Si ça brûle, ça devient probablement plus cher

Ajoutez l’essence à la liste des choses qui deviennent de plus en plus chères : le prix moyen de l’essence sans plomb ordinaire a augmenté de plus de 7 cents le gallon au cours de la semaine dernière, le plus élevé en une seule période de sept jours depuis mai.

À 3,27 dollars le gallon, la moyenne nationale a atteint lundi un nouveau sommet sur sept ans, selon AAA.Cela représente presque le double du montant de 1,77 dollar enregistré en avril 2020, après le début de la première vague de la pandémie, et de 1,09 dollar de plus qu’il y a un an. AAA a attribué cette dernière hausse à une hausse du prix du pétrole brut, qui a augmenté après que l’OPEP, le cartel international qui contrôle les prix du pétrole, et plusieurs autres pays ont déclaré qu’ils n’augmenteraient pas leur production.

“Les automobilistes dépensent désormais chaque jour plus de 400 millions de dollars de plus en essence qu’il y a à peine un an”, a écrit Patrick De Haan, responsable de l’analyse pétrolière pour GasBuddy, un site Web de suivi des prix de l’essence, dans un commentaire lundi. “Les problèmes continuent d’être liés à une augmentation de la demande à mesure que l’économie mondiale se redresse, combinée à de fortes réductions de la production dès le début de la pandémie. Si les Américains ne peuvent pas ralentir leur appétit pour les carburants, nous n’avons d’autre choix que d’augmenter les prix.”
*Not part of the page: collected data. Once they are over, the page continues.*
//! Slack chat gateway — Web API for sending and name resolution,
//! Socket Mode for the inbound event stream.

use async_trait::async_trait;
use futures::stream::Stream;
use serde::Deserialize;

use rotabot_core::config::SlackConfig;
use rotabot_core::error::{Result, RotaBotError};
use rotabot_core::traits::ChatGateway;
use rotabot_core::types::InboundMessage;

use crate::socket_mode;

/// Slack gateway backed by the Web API.
pub struct SlackGateway {
    config: SlackConfig,
    client: reqwest::Client,
}

impl SlackGateway {
    pub fn new(config: SlackConfig) -> Self {
        let client = reqwest::Client::builder()
            .timeout(std::time::Duration::from_secs(15))
            .build()
            .unwrap_or_default();
        Self { config, client }
    }

    fn api_url(&self, method: &str) -> String {
        format!("https://slack.com/api/{method}")
    }

    /// Identify the bot itself — the responder needs its user id to
    /// recognize mentions.
    pub async fn auth_test(&self) -> Result<SlackIdentity> {
        let response = self
            .client
            .post(self.api_url("auth.test"))
            .bearer_auth(&self.config.bot_token)
            .send()
            .await
            .map_err(|e| RotaBotError::Channel(format!("auth.test failed: {e}")))?;

        let body: AuthTestResponse = response
            .json()
            .await
            .map_err(|e| RotaBotError::Channel(format!("invalid auth.test response: {e}")))?;

        if !body.ok {
            return Err(RotaBotError::Channel(format!(
                "auth.test rejected: {}",
                body.error.unwrap_or_default()
            )));
        }
        Ok(SlackIdentity {
            user_id: body.user_id.unwrap_or_default(),
            user: body.user.unwrap_or_default(),
        })
    }

    async fn list_users(&self) -> Result<Vec<SlackUser>> {
        let response = self
            .client
            .get(self.api_url("users.list"))
            .bearer_auth(&self.config.bot_token)
            .send()
            .await
            .map_err(|e| RotaBotError::Channel(format!("users.list failed: {e}")))?;

        let body: UsersListResponse = response
            .json()
            .await
            .map_err(|e| RotaBotError::Channel(format!("invalid users.list response: {e}")))?;

        if !body.ok {
            return Err(RotaBotError::Channel(format!(
                "users.list rejected: {}",
                body.error.unwrap_or_default()
            )));
        }
        Ok(body.members.unwrap_or_default())
    }

    async fn list_channels(&self) -> Result<Vec<SlackChannel>> {
        let response = self
            .client
            .get(self.api_url("conversations.list"))
            .bearer_auth(&self.config.bot_token)
            .query(&[("exclude_archived", "true"), ("limit", "1000")])
            .send()
            .await
            .map_err(|e| RotaBotError::Channel(format!("conversations.list failed: {e}")))?;

        let body: ChannelsListResponse = response.json().await.map_err(|e| {
            RotaBotError::Channel(format!("invalid conversations.list response: {e}"))
        })?;

        if !body.ok {
            return Err(RotaBotError::Channel(format!(
                "conversations.list rejected: {}",
                body.error.unwrap_or_default()
            )));
        }
        Ok(body.channels.unwrap_or_default())
    }
}

#[async_trait]
impl ChatGateway for SlackGateway {
    async fn send_message(&self, channel_or_user_id: &str, text: &str) -> Result<()> {
        let body = serde_json::json!({
            "channel": channel_or_user_id,
            "text": text,
        });
        let response = self
            .client
            .post(self.api_url("chat.postMessage"))
            .bearer_auth(&self.config.bot_token)
            .json(&body)
            .send()
            .await
            .map_err(|e| RotaBotError::Channel(format!("chat.postMessage failed: {e}")))?;

        let result: ApiAck = response
            .json()
            .await
            .map_err(|e| RotaBotError::Channel(format!("invalid send response: {e}")))?;

        if !result.ok {
            return Err(RotaBotError::Channel(format!(
                "send rejected: {}",
                result.error.unwrap_or_default()
            )));
        }
        Ok(())
    }

    async fn user_id_by_name(&self, display_name: &str) -> Result<String> {
        let users = self.list_users().await?;
        Ok(match_user(&users, display_name))
    }

    async fn channel_id_by_name(&self, name: &str) -> Result<String> {
        let channels = self.list_channels().await?;
        Ok(match_channel(&channels, name))
    }

    async fn listen(&self) -> Result<Box<dyn Stream<Item = InboundMessage> + Send + Unpin>> {
        if self.config.app_token.is_empty() {
            return Err(RotaBotError::Channel(
                "socket mode requires an app-level token (xapp-...)".into(),
            ));
        }
        Ok(Box::new(socket_mode::start(self.config.clone())))
    }
}

/// Match a display name against the member list. Handle names take
/// priority; the profile display name is the fallback. "unknown" when
/// nothing matches.
fn match_user(users: &[SlackUser], display_name: &str) -> String {
    for user in users {
        if user.name == display_name {
            return user.id.clone();
        }
    }
    for user in users {
        if let Some(profile) = &user.profile {
            if profile.display_name.as_deref() == Some(display_name) {
                return user.id.clone();
            }
        }
    }
    "unknown".into()
}

fn match_channel(channels: &[SlackChannel], name: &str) -> String {
    let name = name.trim_start_matches('#');
    channels
        .iter()
        .find(|c| c.name == name)
        .map(|c| c.id.clone())
        .unwrap_or_else(|| "unknown".into())
}

/// Who the bot is, per auth.test.
#[derive(Debug, Clone)]
pub struct SlackIdentity {
    pub user_id: String,
    pub user: String,
}

// --- Slack API types ---

#[derive(Debug, Deserialize)]
struct ApiAck {
    ok: bool,
    error: Option<String>,
}

#[derive(Debug, Deserialize)]
struct AuthTestResponse {
    ok: bool,
    error: Option<String>,
    user_id: Option<String>,
    user: Option<String>,
}

#[derive(Debug, Deserialize)]
struct UsersListResponse {
    ok: bool,
    error: Option<String>,
    members: Option<Vec<SlackUser>>,
}

#[derive(Debug, Clone, Deserialize)]
pub struct SlackUser {
    pub id: String,
    pub name: String,
    pub profile: Option<SlackProfile>,
}

#[derive(Debug, Clone, Deserialize)]
pub struct SlackProfile {
    pub display_name: Option<String>,
}

#[derive(Debug, Deserialize)]
struct ChannelsListResponse {
    ok: bool,
    error: Option<String>,
    channels: Option<Vec<SlackChannel>>,
}

#[derive(Debug, Clone, Deserialize)]
pub struct SlackChannel {
    pub id: String,
    pub name: String,
}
La douleur ne se limite pas à la pompe. Les prix du gaz naturel, qui sont étroitement liés aux tarifs payés par les ménages et les entreprises, ont plus que triplé au cours de l’année jusqu’au début octobre, et certains économistes ont averti qu’un hiver particulièrement rigoureux pourrait les faire grimper encore plus.Tout comme l’essence, le mazout domestique a augmenté de plus de 1 $ le gallon au cours de la dernière année, pour atteindre 3,17 $ en moyenne la semaine dernière.

La hausse des prix de l’essence et du chauffage domestique pèse particulièrement lourd sur les ménages à faible revenu. Par exemple, les ménages qui gagnent moins de 200 % du seuil de pauvreté fédéral dépensent en moyenne environ 14 % de leurs revenus en gaz, soit environ le double de la moyenne globale, selon une analyse de l’American Council for an Energy Efficient Economy.

En fait, la plupart des quelque 6 % de ménages qui ont déclaré réduire presque chaque mois leurs dépenses de première nécessité comme la nourriture et les médicaments afin de payer leurs factures d’énergie domestique gagnaient moins de 50 000 dollars par an, selon une enquête du Census Bureau menée dans la seconde moitié du mois de septembre.